THYROTROPIN-RELEASING hormone (TRH) has been shown to produce marked changes in the central nervous system unrelated to its actions on the anterior pituitary which result in the release of thyrotropin and prolactin1. The first evidence for central effects of TRH were provided by observations that TRH potentiated L-dihydroxyphenylalanine-induced excitation in pargyline pretreated, hypophysectomised animals2. Subsequently, TRH was found to antagonise the sedative and hypothermie effects of ethanol and pento-barbital3–5. These results of TRH administration may depend upon many factors, including dose, time after administration and presence of other pharmacological agents, as well as on the parameters being measured. Although the effects of TRH have been shown to be extra-pituitary in nature5, biochemical and neural mechanisms that might account for its pharmacological actions have not been elucidated.
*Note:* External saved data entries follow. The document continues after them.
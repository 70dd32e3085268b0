use std::collections::BTreeSet;

use criterion::{black_box, criterion_group, criterion_main, Criterion};

use examprep_core::model::{AnswerKey, Question, QuestionKind, SubmittedAnswer};
use examprep_core::scoring::{evaluate, partial_credit};

fn options(n: usize) -> Vec<String> {
    (1..=n).map(|i| format!("option {i}")).collect()
}

fn bench_partial_credit(c: &mut Criterion) {
    let mut group = c.benchmark_group("partial_credit");

    group.bench_function("hit=1,n=4", |b| {
        b.iter(|| partial_credit(black_box(1), black_box(4)))
    });

    group.bench_function("hit=3,n=4", |b| {
        b.iter(|| partial_credit(black_box(3), black_box(4)))
    });

    group.finish();
}

fn bench_evaluate(c: &mut Criterion) {
    let mut group = c.benchmark_group("evaluate");

    let single = Question::new("s", "single", options(4), AnswerKey::SingleCorrect(2), 5).unwrap();
    let multiple = Question::new(
        "m",
        "multiple",
        options(6),
        AnswerKey::MultipleCorrect(BTreeSet::from([1, 3, 5])),
        5,
    )
    .unwrap();
    let numerical = Question::new("n", "numerical", vec![], AnswerKey::Numerical(9.81), 5).unwrap();

    group.bench_function("single_correct", |b| {
        let answer = SubmittedAnswer::Single(2);
        b.iter(|| evaluate(black_box(&single), black_box(&answer)))
    });

    group.bench_function("multiple_partial", |b| {
        let answer = SubmittedAnswer::Multiple(BTreeSet::from([1, 3]));
        b.iter(|| evaluate(black_box(&multiple), black_box(&answer)))
    });

    group.bench_function("numerical", |b| {
        let answer = SubmittedAnswer::Numerical("9.815".into());
        b.iter(|| evaluate(black_box(&numerical), black_box(&answer)))
    });

    group.bench_function("parse_and_evaluate", |b| {
        b.iter(|| {
            let answer =
                SubmittedAnswer::parse("m", QuestionKind::MultipleCorrect, black_box("1, 3 5"))
                    .unwrap();
            evaluate(&multiple, &answer)
        })
    });

    group.finish();
}

criterion_group!(benches, bench_partial_credit, bench_evaluate);
criterion_main!(benches);
//! examprep CLI: the user-facing command-line interface.

use std::path::PathBuf;
use std::process;

use clap::{Parser, Subcommand};

mod commands;

#[derive(Parser)]
#[command(
    name = "examprep",
    version,
    about = "Exam-prep answer scoring and progress analytics"
)]
struct Cli {
    #[command(subcommand)]
    command: Commands,
}

#[derive(Subcommand)]
enum Commands {
    /// Score an answer without recording it
    Score {
        /// Question bank TOML file
        #[arg(long)]
        bank: PathBuf,

        /// Question id within the bank
        #[arg(long)]
        question: String,

        /// Answer as typed (e.g. "2", "1,3", "9.81")
        #[arg(long, allow_hyphen_values = true)]
        answer: String,
    },

    /// Score an answer and record the attempt
    Submit {
        /// Question bank TOML file
        #[arg(long)]
        bank: PathBuf,

        /// Question id within the bank
        #[arg(long)]
        question: String,

        /// Answer as typed (e.g. "2", "1,3", "9.81")
        #[arg(long, allow_hyphen_values = true)]
        answer: String,

        /// Seconds spent on the question
        #[arg(long)]
        time_spent: Option<u64>,

        /// User id (defaults to the configured user)
        #[arg(long)]
        user: Option<String>,

        /// Config file path
        #[arg(long)]
        config: Option<PathBuf>,
    },

    /// Show progress analytics for a user
    Progress {
        /// User id (defaults to the configured user)
        #[arg(long)]
        user: Option<String>,

        /// Only this exam type
        #[arg(long)]
        exam: Option<String>,

        /// Only this subject
        #[arg(long)]
        subject: Option<String>,

        /// Only this chapter
        #[arg(long)]
        chapter: Option<String>,

        /// Which attempts count: all, first, latest
        #[arg(long)]
        policy: Option<String>,

        /// Output format: text, json, html, markdown, all
        #[arg(long, default_value = "text")]
        format: String,

        /// Output directory for json/html files
        #[arg(long)]
        output: Option<PathBuf>,

        /// Config file path
        #[arg(long)]
        config: Option<PathBuf>,
    },

    /// Compare two progress reports
    Compare {
        /// Baseline report JSON
        #[arg(long)]
        baseline: PathBuf,

        /// Current report JSON
        #[arg(long)]
        current: PathBuf,

        /// Regression threshold as a fraction of accuracy
        #[arg(long, default_value = "0.05")]
        threshold: f64,

        /// Exit code 1 if regressions found
        #[arg(long)]
        fail_on_regression: bool,

        /// Output format: text, json, markdown
        #[arg(long, default_value = "text")]
        format: String,
    },

    /// Validate question bank TOML files
    Validate {
        /// Path to question bank file or directory
        #[arg(long)]
        bank: PathBuf,
    },

    /// Create starter config and example question bank
    Init,
}

#[tokio::main]
async fn main() {
    let filter = tracing_subscriber::EnvFilter::from_default_env();
    let filter = match "examprep=info".parse::<tracing_subscriber::filter::Directive>() {
        Ok(directive) => filter.add_directive(directive),
        Err(_) => filter,
    };
    tracing_subscriber::fmt()
        .with_env_filter(filter)
        .with_writer(std::io::stderr)
        .init();

    let cli = Cli::parse();

    let result = match cli.command {
        Commands::Score {
            bank,
            question,
            answer,
        } => commands::score::execute(bank, question, answer),
        Commands::Submit {
            bank,
            question,
            answer,
            time_spent,
            user,
            config,
        } => {
            commands::submit::execute(bank, question, answer, time_spent, user, config).await
        }
        Commands::Progress {
            user,
            exam,
            subject,
            chapter,
            policy,
            format,
            output,
            config,
        } => {
            let filter = examprep_core::model::RecordFilter {
                exam_type: exam,
                subject,
                chapter,
            };
            commands::progress::execute(user, filter, policy, format, output, config).await
        }
        Commands::Compare {
            baseline,
            current,
            threshold,
            fail_on_regression,
            format,
        } => commands::compare::execute(baseline, current, threshold, fail_on_regression, format),
        Commands::Validate { bank } => commands::validate::execute(bank),
        Commands::Init => commands::init::execute(),
    };

    if let Err(e) = result {
        eprintln!("Error: {e:#}");
        process::exit(1);
    }
}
Redos et al.6 recently reported that ethanol causes a dose-dependent decline in cerebellar guanosine-3′,5′-monophosphate (cGMP) without significantly altering adenosine-3′,5′-monophosphate (cAMP). As blood ethanol content inversely paralleled cGMP levels, they postulated that the ataxia produced by ethanol may be due to alterations in cGMP in the cerebellum. Though these changes may also reflect a feedback mechanism in response to the drug, it was of some interest to determine if these ethanol actions on cGMP were affected by TRH. We report here that decreases in cerebellar cGMP induced by ethanol are antagonised by administration of TRH and that administration of TRH itself results in significant elevation in cerebellar cGMP. These alterations in cerebellar cGMP provide the first biochemical evidence of non-hormonal actions of this tripeptide.